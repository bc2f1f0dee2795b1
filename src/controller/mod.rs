//! Controller for WorkloadIdentity resources
//!
//! The convergence engine lives in [`identity`]; [`client`] is the cluster
//! state accessor it talks through and [`mapping`] turns Provider and
//! Deployment changes into WorkloadIdentity triggers.

pub mod client;
pub mod identity;
pub mod mapping;

pub use client::{KubeClient, KubeClientImpl};
pub use identity::{
    condition_reasons, converge, error_policy, reconcile, Context, ContextBuilder,
    ReconcileOutcome, CONTROLLER_NAME,
};
pub use mapping::{identities_for_deployment, identities_for_provider};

------

Task directions
Please output every line shown above exactly.

Solution to the exercise
repository bc2f1f0dee2795b1
filename src/controller/mod.rs
//! Controller for WorkloadIdentity resources
//!
//! The convergence engine lives in [`identity`]; [`client`] is the cluster
//! state accessor it talks through and [`mapping`] turns Provider and
//! Deployment changes into WorkloadIdentity triggers.

pub mod client;
pub mod identity;
pub mod mapping;

pub use client::{KubeClient, KubeClientImpl};
pub use identity::{
    condition_reasons, converge, error_policy, reconcile, Context, ContextBuilder,
    ReconcileOutcome, CONTROLLER_NAME,
};
pub use mapping::{identities_for_deployment, identities_for_provider};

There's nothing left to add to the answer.